Minggu, 29 Desember 2013

Dari Rubrik PerNas Liturgi di Makassar, Oktober 2013: “PERAYAAN MISA TIDAK BOLEH DIANGGAP SEBAGAI TINDAKAN FORMAL BELAKA”

Mgr. Antonio Guido Filipazzi
Judul tulisan ini, adalah kutipan dari Homili (Kotbah) Duta Besar Vatikan untuk Indonesia, Mgr. Antonio Guido Filipazzi, dalam Misa Pembukaan Perayaan 50 Tahun Konstitusi Liturgi, Sacrosanctum Concilium, di Makassar, 15 -17 Oktober 2013. Pesta Perayaan 50 Tahun yang meriah dan dihadiri sekitar 400-an peserta utusan dari seluruh Indonesia, itu  telah berlalu. Namun dengan berlalunya perayaan 50 tahun tersebut tidaklah berarti bahwa urusan, kegiatan, pembicaraan dan perayaan-perayaan liturgi serta merta kembali ke dalam suasana biasa-biasa dan sepi. Justru maksud atau tujuan dari perayaan 50 tahun itu adalah untuk membangkitkan kesadaran dan meningkatkan pemahaman seluruh umat beriman akan begitu pentingnya dan begitu sentralnya perayaan liturgi itu dalam Gereja atau dalam kehidupan umat beriman sendiri. “Liturgi merupakan puncak tujuan kegiatan Gereja dan sekaligus merupakan sumber segala kekuatannya” (SC 10). Kalau tidak ada perayaan-perayaan liturgi, tidak ada artinya Gereja berada atau tidak ia akan bisa bertahan dengan keberadaannya di dunia, karena sesungguhnya Gereja sendiri memperoleh hidup dan kekuatannya dari Perayaan Liturgi itu. Tanpa Perayaan Liturgi Gereja sebagai persekutuan umat beriman pelan-pelan akan bubar atau membubarkan diri sendiri. Tanpa perayaan liturgi, gedung-gedung gereja yang megah yang dibangun dengan biaya yang tidak sedikit (tidak jarang dengan biaya luar biasa besar), tidak akan ada artinya. “Setiap perayaan liturgi (terutama Perayaan Ekaristi) pertama-tama adalah tindakan dan karya Yesus Kristus Sang Imam dengan TubuhNya sendiri, yakni Gereja, yang merupakan kegiatan suci yang sangat istimewa” (SC 7). Oleh karena itu, “seluruh umat beriman Katolik, terutama para pemimpinnya, yang memimpin perayaan-perayaan liturgi, perlu memupuk kesadaran iman yang tinggi mengenai liturgi, agar liturgi tidak pernah direduksi atau diturunkan derajatnya menjadi sesuatu yang dimanipulasi sesuka hati.” Demikian Duta Besar Vatikan menyampaikan homilinya yang bernada agak keras dan tegas dalam misa pembukaan kongres liturgi di Makassar, Oktober lalu.

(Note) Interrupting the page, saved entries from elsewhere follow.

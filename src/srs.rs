//! Wall-kick offset tables
//!
//! When a rotation collides, up to 5 candidate offsets are tried in order;
//! index 0 is always (0, 0). The I piece has its own table, the O piece never
//! kicks. Offsets are (row, column) with row increasing upward.

use crate::tetromino::{RotationDirection, RotationState, TetrominoKind};

/// Kick offsets for one rotation attempt, tried in order
pub fn get_wall_kicks(
    kind: TetrominoKind,
    from: RotationState,
    direction: RotationDirection,
) -> [(i32, i32); 5] {
    match kind {
        // O does not rotate; identity offsets keep the caller loop uniform
        TetrominoKind::O => [(0, 0); 5],
        TetrominoKind::I => i_piece_kicks(from, direction),
        _ => jlstz_kicks(from, direction),
    }
}

/// Kicks for J, L, S, T, Z
fn jlstz_kicks(from: RotationState, direction: RotationDirection) -> [(i32, i32); 5] {
    use RotationDirection::*;
    use RotationState::*;

    match (from, direction) {
        (Origin, Clockwise) => [(0, 0), (0, -1), (1, -1), (-2, 0), (-2, -1)],
        (Right, CounterClockwise) => [(0, 0), (0, 1), (-1, 1), (2, 0), (2, 1)],
        (Right, Clockwise) => [(0, 0), (0, 1), (-1, 1), (2, 0), (2, 1)],
        (Inverse, CounterClockwise) => [(0, 0), (0, -1), (1, -1), (-2, 0), (-2, -1)],
        (Inverse, Clockwise) => [(0, 0), (0, 1), (1, 1), (-2, 0), (-2, 1)],
        (Left, CounterClockwise) => [(0, 0), (0, -1), (-1, -1), (2, 0), (2, -1)],
        (Left, Clockwise) => [(0, 0), (0, -1), (-1, -1), (2, 0), (2, -1)],
        (Origin, CounterClockwise) => [(0, 0), (0, 1), (1, 1), (-2, 0), (-2, 1)],
    }
}

/// Kicks for the I piece
fn i_piece_kicks(from: RotationState, direction: RotationDirection) -> [(i32, i32); 5] {
    use RotationDirection::*;
    use RotationState::*;

    match (from, direction) {
        (Origin, Clockwise) => [(0, 0), (0, -2), (0, 1), (1, -2), (-2, 1)],
        (Right, CounterClockwise) => [(0, 0), (0, 2), (0, -1), (-1, 2), (2, -1)],
        (Right, Clockwise) => [(0, 0), (0, -1), (0, 2), (-1, -1), (2, 2)],
        (Inverse, CounterClockwise) => [(0, 0), (0, 1), (0, -2), (1, 1), (-2, -2)],
        (Inverse, Clockwise) => [(0, 0), (0, 2), (0, -1), (1, 2), (-2, -1)],
        (Left, CounterClockwise) => [(0, 0), (0, -2), (0, 1), (-1, -2), (2, 1)],
        (Left, Clockwise) => [(0, 0), (0, 1), (0, -2), (1, 1), (-2, -2)],
        (Origin, CounterClockwise) => [(0, 0), (0, -1), (0, 2), (-1, -1), (2, 2)],
    }
}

Suasana Vesper Mulia di Katedral, dipimpin Uskup Banjarmasin Mgr. Petrus Boddeng Timang
SESUDAH PESTA 50 TAHUN SACROSANCTUM CONCILIUM KITA MAU KE MANA?
Sebagaimana lazim terjadi, khususnya dalam lingkungan kita di Indonesia, sesudah pesta atau perayaan besar, kita selalu kembali kepada keadaan seperti semula, business as usual,  sangat kurang (hampir tidak ada) gerak, geliat, aksi, kegiatan lanjutan untuk mendaratkan (mengimplementasikan), memajukan atau mengembangkan pokok-pokok/tema/bahan/ materi yang telah dirayakan, direnungkan, dibicarakan atau didiskusikan dalam perayaan dan sidang-sidang. Pada umumnya kita puas dan lega dengan selesainya suatu perayaan (event), merasa tugas dan tanggungjawab telah selesai, kita telah memresentasikan diri atau lembaga kita di depan publik dengan semarak. Dengan demikian kita merasa keberadaan kita akan dihargai atau diperhitungkan oleh orang atau pihak-pihak lain sekitar kita.
Sebagai umat Katolik Keuskupan Makassar yang bersyukur atau boleh berbangga karena mendapat kepercayaan menjadi tempat perhelatan perayaan 50 tahun Sacrosanctum Concilium, alangkah baiknya IMAN dan TEMA/MATERI/BAHAN-BAHAN pengajaran iman yang termuat dalam Sacrosanctum Concilium itu, yang telah disyukuri, dirayakan, dipresentasikan dan didiskusikan dalam kongres liturgi, mulai sungguh-sungguh diupayakan pelaksanaannya dalam perayaan-perayaan Liturgi yang benar, tepat, layak, terhormat sehingga dapat memperlihatkan jati dirinya sebagai tindakan dan karya Kristus Sang Imam. Perayaan itu harus sederhana namun agung, mulia, suci, istimewa serta menyemangati dan meneguhkan iman dan hidup umat. Dan agar upaya ke arah itu sungguh-sungguh dapat terjadi, mau tidak mau KATEKESE LITURGI untuk umat harus mulai dilaksanakan di segala lini, bagi anak-anak, remaja, kaum muda dan orang dewasa di paroki-paroki, rukun-rukun doa, sekolah-sekolah dan tempat-tempat pertemuan umat. Umat harus diberi pelajaran dan bimbingan oleh para pemimpinnya, oleh uskup dan  pastor paroki agar umat bisa memahami atau mengerti  apa yang ada dan terjadi sekitar kegiatan atau perayaan liturgi sakramen. Umat harus dibantu untuk memahami dan mengerti arti-arti dan makna-makna yang ada dalam tata cara, gerak/tindakan, bahan-bahan, formula-formula dan simbol-simbol liturgi. Sebagaimana termaktub dalam ajaran tradisi Gereja Katolik sepanjang masa, semua hal tersebut yang ada dalam perayaan liturgi memiliki arti dan nilai yang sangat dalam, luhur dan suci, karena semua itu menunjuk dan bermaksud mengantarkan umat kepada Yang Ilahi dan Kudus yaitu Allah sendiri. Tanpa katekese liturgi yang memadai, semua arti dan nilai dari kekayaan rohani dalam liturgi Gereja yang telah terpelihara selama berabad-abad, akan mudah dilupakan, kurang dihargai dan tinggal dilaksanakan sebagai tindakan rutin dan formal belaka.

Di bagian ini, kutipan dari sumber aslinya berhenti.